L’abandon du moteur Renault
Fin septembre 2024, en réponse aux mauvaises performances d’Alpine en F1, Luca De Meo, sous l’influence de Flavio Briatore, prenait la décision d’arrêter le développement du moteur Renault pour la saison 2026. Les difficultés de la voiture sont attribuées au V6 bi turbo de l’usine de Viry-Châtillon et le PDG du groupe n’a pas été convaincu par les promesses de la nouvelle unité de puissance.

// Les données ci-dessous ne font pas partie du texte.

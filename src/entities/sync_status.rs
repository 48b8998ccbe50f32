//! `SeaORM` Entity for sync_status table

use sea_orm::entity::prelude::*;
use serde::{Deserialize, Serialize};

#[derive(Clone, Debug, PartialEq, DeriveEntityModel, Eq, Serialize, Deserialize)]
#[sea_orm(table_name = "sync_status")]
pub struct Model {
    #[sea_orm(primary_key)]
    pub id: i32,
    #[sea_orm(unique)]
    pub process_id: String,
    pub last_success_at: Option<DateTime>,
    pub last_attempt_at: Option<DateTime>,
    pub last_error: Option<String>,
    pub success_count: i64,
    pub error_count: i64,
    /// Operator override; `None` keeps the descriptor default
    pub interval_minutes: Option<i32>,
    /// Operator override; `None` keeps the descriptor default
    pub enabled: Option<bool>,
}

#[derive(Copy, Clone, Debug, EnumIter, DeriveRelation)]
pub enum Relation {}

impl ActiveModelBehavior for ActiveModel {}
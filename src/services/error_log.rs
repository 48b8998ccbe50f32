//! Append-only error ledger with rolling analytics
//!
//! Fixed-size ring: past the capacity the oldest record is evicted and stats
//! only cover what is retained. Consecutive run failures are tracked per
//! process so operators can tell a transient blip from a systemic break.

use chrono::{DateTime, Duration, Utc};
use parking_lot::Mutex;
use std::collections::{HashMap, VecDeque};
use tracing::{debug, error};

use crate::models::error_record::{ErrorRecord, ErrorStats};

/// Default number of retained records
pub const DEFAULT_ERROR_LOG_CAPACITY: usize = 500;

/// Consecutive failed runs before a process is flagged
pub const REPEATED_FAILURE_THRESHOLD: u32 = 3;

/// Trailing window used for `rate_per_minute`
const RATE_WINDOW_MINS: i64 = 10;

struct ErrorLogState {
    records: VecDeque<ErrorRecord>,
    consecutive_failures: HashMap<String, u32>,
}

pub struct ErrorLog {
    capacity: usize,
    state: Mutex<ErrorLogState>,
}

impl ErrorLog {
    pub fn new(capacity: usize) -> Self {
        Self {
            capacity: capacity.max(1),
            state: Mutex::new(ErrorLogState {
                records: VecDeque::with_capacity(capacity.max(1)),
                consecutive_failures: HashMap::new(),
            }),
        }
    }

    /// Append a record that is not tied to a run's outcome
    pub fn record(&self, record: ErrorRecord) {
        log_record(&record);
        let mut state = self.state.lock();
        self.push(&mut state, record);
    }

    /// Append the error that terminated a run and bump the process's failure
    /// streak, both under one lock so stats never see one without the other
    pub fn record_run_failure(&self, record: ErrorRecord) {
        log_record(&record);
        let mut state = self.state.lock();
        if let Some(process_id) = record.process_id.clone() {
            *state.consecutive_failures.entry(process_id).or_insert(0) += 1;
        }
        self.push(&mut state, record);
    }

    fn push(&self, state: &mut ErrorLogState, record: ErrorRecord) {
        if state.records.len() >= self.capacity {
            state.records.pop_front();
        }
        state.records.push_back(record);
    }

    /// A successful run breaks the failure streak
    pub fn record_run_success(&self, process_id: &str) {
        let mut state = self.state.lock();
        if state.consecutive_failures.remove(process_id).is_some() {
            debug!(process_id = %process_id, "Failure streak reset");
        }
    }

    pub fn consecutive_failures(&self, process_id: &str) -> u32 {
        self.state
            .lock()
            .consecutive_failures
            .get(process_id)
            .copied()
            .unwrap_or(0)
    }

    pub fn stats(&self) -> ErrorStats {
        self.stats_at(Utc::now())
    }

    pub fn stats_at(&self, now: DateTime<Utc>) -> ErrorStats {
        let state = self.state.lock();
        let mut stats = ErrorStats {
            total_count: state.records.len(),
            ..Default::default()
        };

        let window_start = now - Duration::minutes(RATE_WINDOW_MINS);
        let mut in_window = 0usize;

        for record in &state.records {
            *stats.by_category.entry(record.category).or_insert(0) += 1;
            if let Some(process_id) = &record.process_id {
                *stats.by_process.entry(process_id.clone()).or_insert(0) += 1;
            }
            if record.timestamp >= window_start {
                in_window += 1;
            }
        }

        stats.rate_per_minute = in_window as f64 / RATE_WINDOW_MINS as f64;

        let mut repeated: Vec<String> = state
            .consecutive_failures
            .iter()
            .filter(|(_, streak)| **streak >= REPEATED_FAILURE_THRESHOLD)
            .map(|(process_id, _)| process_id.clone())
            .collect();
        repeated.sort();
        stats.repeated_failures = repeated;

        stats
    }

    /// Most recent records first
    pub fn recent(&self, limit: usize) -> Vec<ErrorRecord> {
        self.state
            .lock()
            .records
            .iter()
            .rev()
            .take(limit)
            .cloned()
            .collect()
    }

    pub fn latest_for_process(&self, process_id: &str) -> Option<ErrorRecord> {
        self.state
            .lock()
            .records
            .iter()
            .rev()
            .find(|r| r.process_id.as_deref() == Some(process_id))
            .cloned()
    }

    pub fn len(&self) -> usize {
        self.state.lock().records.len()
    }

    pub fn is_empty(&self) -> bool {
        self.len() == 0
    }
}

fn log_record(record: &ErrorRecord) {
    error!(
        category = %record.category,
        process_id = record.process_id.as_deref().unwrap_or("-"),
        http_status = ?record.http_status,
        context = record.context.as_deref().unwrap_or("-"),
        "{}",
        record.message
    );
}

impl Default for ErrorLog {
    fn default() -> Self {
        Self::new(DEFAULT_ERROR_LOG_CAPACITY)
    }
}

La nouvelle est rude pour tous les employés et supporters. Pour l’identité de la marque également puisque l’Alpine sera donc équipée de moteurs Mercedes dès la saison prochaine. Ce qui restait de français dans cette équipe n’existe plus. Cette décision brutale est réfléchie et stratégique pour l’avenir. L’écurie est plus facile à vendre si elle n’a qu’une usine et qu’elle est cliente et non motoriste. Il ne reste plus qu’Enstone, en Angleterre.
Toute cette instabilité ainsi que ce changement majeur ont un impact sur les employés présents sur les Grands Prix. En témoignent les mauvaises stratégies à répétition ou encore les arrêts au stand trop longs qui pénalisent grandement des pilotes devant déjà se battre avec une voiture aux performances en déclin.
Cerise sur le gâteau, la démission de Luca De Meo annoncée le 15 juin 2025. Un départ de plus donc et pas n’importe lequel. L’Italien est à l’origine du projet Alpine en F1. Son départ laisse pour le moment un grand vide et surtout une énorme incertitude. Le prochain PDG sera-t-il aussi enthousiaste à l’idée de perdre des centaines de millions d’euros par an dans une équipe de course aux performances en berne ? Rien n’est moins sûr, particulièrement dans un contexte de crise de l’automobile en Europe.
Un dernier espoir
Si l’unité de puissance Renault a été abandonnée pour celle de Mercedes, c’est aussi parce que les échos concernant le groupe propulseur de la firme à l’étoile sont excellents. Dans une ère réglementaire où l’importance du moteur devrait être décuplée, la dernière chance de voir Alpine au sommet en Formule 1 est peut-être là. Si c’est un nouvel échec, alors la vente de l’équipe pourrait être conclue dans les saisons qui suivent, les prétendants ne manquent pas.